**Stored entries**
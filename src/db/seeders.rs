//! Database seeders for bootstrap and demo data.

use anyhow::{Context, Result};
use sqlx::SqlitePool;
use tracing::info;

use super::{now_timestamp, Role};
use crate::crypto::hash_password;

/// Create the bootstrap admin account if no user with this email exists.
///
/// Returns true when a new account was created.
pub async fn ensure_admin_user(pool: &SqlitePool, email: &str, password: &str) -> Result<bool> {
    let email = email.trim().to_lowercase();
    let exists: Option<(String,)> = sqlx::query_as("SELECT id FROM users WHERE email = ?")
        .bind(&email)
        .fetch_optional(pool)
        .await?;
    if exists.is_some() {
        return Ok(false);
    }

    insert_user(pool, &email, "Admin User", password, Role::Admin).await?;
    info!(email = %email, "Created admin user");
    Ok(true)
}

/// Demo businesses: (name, description, category, location, image_url)
const DEMO_BUSINESSES: [(&str, &str, &str, &str, &str); 4] = [
    (
        "Pizza Palace",
        "Best pizza in town with fresh ingredients",
        "Restaurant",
        "Downtown",
        "https://images.unsplash.com/photo-1513104890138-7c749659a591?w=400",
    ),
    (
        "Coffee Corner",
        "Cozy coffee shop with artisan brews",
        "Cafe",
        "Main Street",
        "https://images.unsplash.com/photo-1501339847302-ac426a4a7cbb?w=400",
    ),
    (
        "Tech Repair Shop",
        "Professional electronics repair service",
        "Service",
        "Tech District",
        "https://images.unsplash.com/photo-1581092160562-40aa08e78837?w=400",
    ),
    (
        "Fashion Boutique",
        "Trendy clothing and accessories",
        "Shop",
        "Shopping Mall",
        "https://images.unsplash.com/photo-1441986300917-64674bd600d8?w=400",
    ),
];

/// Seed a regular demo user and the sample businesses. Existing rows are left alone.
pub async fn seed_demo_data(pool: &SqlitePool) -> Result<()> {
    info!("Seeding demo data...");

    let demo_email = "user@example.com";
    let exists: Option<(String,)> = sqlx::query_as("SELECT id FROM users WHERE email = ?")
        .bind(demo_email)
        .fetch_optional(pool)
        .await?;
    if exists.is_none() {
        insert_user(pool, demo_email, "John Doe", "user12345", Role::User).await?;
    }

    for (name, description, category, location, image_url) in DEMO_BUSINESSES {
        sqlx::query(
            r#"
            INSERT INTO businesses (id, name, description, category, location, image_url, created_at)
            VALUES (?, ?, ?, ?, ?, ?, ?)
            ON CONFLICT(name) DO NOTHING
            "#,
        )
        .bind(uuid::Uuid::new_v4().to_string())
        .bind(name)
        .bind(description)
        .bind(category)
        .bind(location)
        .bind(image_url)
        .bind(now_timestamp())
        .execute(pool)
        .await?;
    }

    info!("Demo data seeded");
    Ok(())
}

async fn insert_user(
    pool: &SqlitePool,
    email: &str,
    name: &str,
    password: &str,
    role: Role,
) -> Result<()> {
    let password_hash = hash_password(password)
        .map_err(|e| anyhow::anyhow!("Failed to hash password: {}", e))?;

    sqlx::query(
        "INSERT INTO users (id, email, name, password_hash, role, created_at) VALUES (?, ?, ?, ?, ?, ?)",
    )
    .bind(uuid::Uuid::new_v4().to_string())
    .bind(email)
    .bind(name)
    .bind(&password_hash)
    .bind(role.as_str())
    .bind(now_timestamp())
    .execute(pool)
    .await
    .with_context(|| format!("Failed to create user {}", email))?;

    Ok(())
}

**What the task requires**
After reading the records above, give the number of lines that include "description", and add nothing else.

**Solution below**
4